## What is being asked
Repeat exactly the lines below that lie between the line with "root filesystem, entering" and the line with "let source = device.to_string_lossy();", counting both of those lines as part of the answer.

╭─ Data extract

//! Generic task trait for pipeline execution.

use bootmount_shared::errors::BootResult;

/// What a successful task did.
#[derive(Debug, Clone, Copy, PartialEq, Eq)]
pub enum TaskStatus {
    /// The task performed its side effect.
    Done,
    /// The task found nothing to do.
    NotNeeded,
    /// The target was already mounted before the task ran.
    AlreadyMounted,
}

/// Trait for tasks that can be executed in a pipeline.
///
/// Tasks borrow a shared context; they run one at a time.
pub trait PipelineTask<Ctx> {
    /// Execute the task against the shared pipeline context.
    fn run(&self, ctx: &Ctx) -> BootResult<TaskStatus>;

    /// Get human-readable task name for logging.
    fn name(&self) -> &str;
}

pub type BoxedTask<Ctx> = Box<dyn PipelineTask<Ctx>>;
//! Tasks of the system mount sequence.

use bootmount_shared::errors::{BootError, BootResult};
use nix::mount::MsFlags;
use tracing::{debug, warn};

use super::{BootEnv, PERM_STEP};
use super::compat;
use crate::blockdev::PartitionRole;
use crate::constants::{files, fstype, paths};
use crate::fs::{MountRequest, mount_fs};
use crate::pipeline::{PipelineTask, TaskStatus};

/// Mount one filesystem, optionally creating its mountpoint first.
pub struct MountTask {
    name: &'static str,
    source: &'static str,
    target: &'static str,
    fstype: &'static str,
    flags: MsFlags,
    data: &'static str,
    create_dir: bool,
}

impl MountTask {
    /// Source and filesystem type are the same for pseudo filesystems.
    pub fn new(name: &'static str, fstype: &'static str, target: &'static str) -> Self {
        Self {
            name,
            source: fstype,
            target,
            fstype,
            flags: MsFlags::empty(),
            data: "",
            create_dir: false,
        }
    }

    pub fn flags(mut self, flags: MsFlags) -> Self {
        self.flags = flags;
        self
    }

    pub fn create_dir(mut self) -> Self {
        self.create_dir = true;
        self
    }
}

impl PipelineTask<BootEnv> for MountTask {
    fn run(&self, env: &BootEnv) -> BootResult<TaskStatus> {
        if self.create_dir {
            env.root.create_dir_all(self.target, files::DIR_MODE)?;
        }

        let target = env.root.path(self.target);
        let request = MountRequest::new(self.source, &target, self.fstype)
            .flags(self.flags)
            .data(self.data);
        mount_fs(env.mounter.as_ref(), &request)?;
        Ok(TaskStatus::Done)
    }

    fn name(&self) -> &str {
        self.name
    }
}

pub struct SymlinkTask {
    name: &'static str,
    original: &'static str,
    link: &'static str,
}

impl SymlinkTask {
    pub fn new(name: &'static str, original: &'static str, link: &'static str) -> Self {
        Self {
            name,
            original,
            link,
        }
    }
}

impl PipelineTask<BootEnv> for SymlinkTask {
    fn run(&self, env: &BootEnv) -> BootResult<TaskStatus> {
        env.root.symlink(self.original, self.link)?;
        Ok(TaskStatus::Done)
    }

    fn name(&self) -> &str {
        self.name
    }
}

/// Rebuild /etc in memory when the root filesystem cannot hold symlinks.
///
/// Old root images have no `/etc/resolv.conf`; that absence is the marker.
pub struct LegacyCompatTask;

impl PipelineTask<BootEnv> for LegacyCompatTask {
    fn run(&self, env: &BootEnv) -> BootResult<TaskStatus> {
        match env.root.exists_no_follow(paths::RESOLV_CONF) {
            Ok(true) => Ok(TaskStatus::NotNeeded),
            Ok(false) => {
                debug!("No {} on root filesystem, entering legacy compat", paths::RESOLV_CONF);
                compat::mount_compat(env)?;
                Ok(TaskStatus::Done)
            }
            // Only a missing file marks a legacy root
            Err(e) => {
                warn!(error = %e, "Cannot inspect root filesystem, assuming modern layout");
                Ok(TaskStatus::NotNeeded)
            }
        }
    }

    fn name(&self) -> &str {
        "legacy_compat"
    }
}

/// Mount the permanent storage partition, trying each filesystem type in turn.
pub struct PermStorageTask;

impl PipelineTask<BootEnv> for PermStorageTask {
    fn run(&self, env: &BootEnv) -> BootResult<TaskStatus> {
        let device = env.perm_device.partition(PartitionRole::Perm)?;
        let source = device.to_string_lossy();
        let target = env.root.path(&env.perm_mountpoint);

        let mut failures = Vec::new();
        for kind in fstype::PERM_CANDIDATES {
            match mount_fs(
                env.mounter.as_ref(),
                &MountRequest::new(&source, &target, kind),
            ) {
                Ok(()) => return Ok(TaskStatus::Done),
                Err(e) if e.is_busy() => {
                    debug!(device = %source, "Permanent storage already mounted");
                    return Ok(TaskStatus::AlreadyMounted);
                }
                Err(e) => {
                    warn!(
                        device = %source,
                        fstype = kind,
                        error = %e,
                        "Could not mount permanent storage partition"
                    );
                    failures.push(format!("{}: {}", kind, e));
                }
            }
        }

        Err(BootError::Storage(format!(
            "could not mount permanent storage partition {} on {} ({})",
            source,
            env.perm_mountpoint.display(),
            failures.join("; ")
        )))
    }

    fn name(&self) -> &str {
        PERM_STEP
    }
}
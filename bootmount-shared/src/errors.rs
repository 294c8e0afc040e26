//! Error types used across the boot bring-up.

use thiserror::Error;

/// Result type for boot bring-up operations.
pub type BootResult<T> = Result<T, BootError>;

#[derive(Debug, Error)]
pub enum BootError {
    /// The kernel rejected a mount request.
    #[error("mount error: {0}")]
    Mount(String),

    /// The mount target already has a filesystem mounted on it (EBUSY).
    #[error("target busy: {0}")]
    Busy(String),

    #[error("storage error: {0}")]
    Storage(String),

    #[error("configuration error: {0}")]
    Config(String),

    /// No block device carries the requested partition.
    #[error("not found: {0}")]
    NotFound(String),

    #[error("invalid argument: {0}")]
    InvalidArgument(String),

    #[error("internal error: {0}")]
    Internal(String),
}

impl BootError {
    /// Whether this error is the "already mounted" condition.
    pub fn is_busy(&self) -> bool {
        matches!(self, BootError::Busy(_))
    }
}

// Implement From for common error types to enable `?` operator
impl From<std::io::Error> for BootError {
    fn from(err: std::io::Error) -> Self {
        BootError::Internal(format!("I/O error: {}", err))
    }
}

impl From<serde_json::Error> for BootError {
    fn from(err: serde_json::Error) -> Self {
        BootError::Config(format!("JSON error: {}", err))
    }
}
//! Fixed content of the site: page metadata, assets and link sets.
//!
//! Templates only decide layout; everything a page points at lives here.

use crate::web::{ContactKind, ContactLink, NavBar, NavLink};

pub const TITLE: &str = "Linda Cardellini // The Fanlisting";

pub const STYLESHEETS: &[&str] = &[
    // Font Awesome
    "https://cdnjs.cloudflare.com/ajax/libs/font-awesome/6.0.0/css/all.min.css",
    // Google Fonts
    "https://fonts.googleapis.com/css?family=DM+Sans:300,400,500,700&display=swap",
    // MDB
    "https://cdnjs.cloudflare.com/ajax/libs/mdb-ui-kit/7.3.2/mdb.min.css",
    "./assets/css/styles.css",
];

pub const FAVICON: &str = "./assets/img/favicon.ico";
pub const HERO_IMAGE: &str = "./assets/img/head1.png";

pub static NAV_LINKS: [NavLink; 5] = [
    NavLink {
        label: "Home",
        target: "./index.php",
    },
    NavLink {
        label: "About",
        target: "./about.php",
    },
    NavLink {
        label: "Join",
        target: "./join.php",
    },
    NavLink {
        label: "Members",
        target: "./list.php",
    },
    NavLink {
        label: "Codes",
        target: "./codes.php",
    },
];

pub static CONTACT_LINKS: [ContactLink; 4] = [
    ContactLink {
        kind: ContactKind::Repository,
        name: "GitHub",
        icon: "fa-brands fa-github",
        target: "https://github.com/lico27",
    },
    ContactLink {
        kind: ContactKind::Email,
        name: "Email",
        icon: "fa-solid fa-envelope",
        target: "mailto:liam@liamco.io",
    },
    ContactLink {
        kind: ContactKind::ProfessionalNetwork,
        name: "LinkedIn",
        icon: "fa-brands fa-linkedin",
        target: "https://www.linkedin.com/in/liam-cottrell-a1837272/",
    },
    ContactLink {
        kind: ContactKind::SocialFeed,
        name: "Threads",
        icon: "fa-brands fa-threads",
        target: "https://www.threads.net/@__lico27",
    },
];

pub fn navbar() -> NavBar<'static> {
    NavBar {
        title: TITLE,
        links: &NAV_LINKS,
    }
}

╰─

## Result of this task
                debug!("No {} on root filesystem, entering legacy compat", paths::RESOLV_CONF);
                compat::mount_compat(env)?;
                Ok(TaskStatus::Done)
            }
            // Only a missing file marks a legacy root
            Err(e) => {
                warn!(error = %e, "Cannot inspect root filesystem, assuming modern layout");
                Ok(TaskStatus::NotNeeded)
            }
        }
    }

    fn name(&self) -> &str {
        "legacy_compat"
    }
}

/// Mount the permanent storage partition, trying each filesystem type in turn.
pub struct PermStorageTask;

impl PipelineTask<BootEnv> for PermStorageTask {
    fn run(&self, env: &BootEnv) -> BootResult<TaskStatus> {
        let device = env.perm_device.partition(PartitionRole::Perm)?;
        let source = device.to_string_lossy();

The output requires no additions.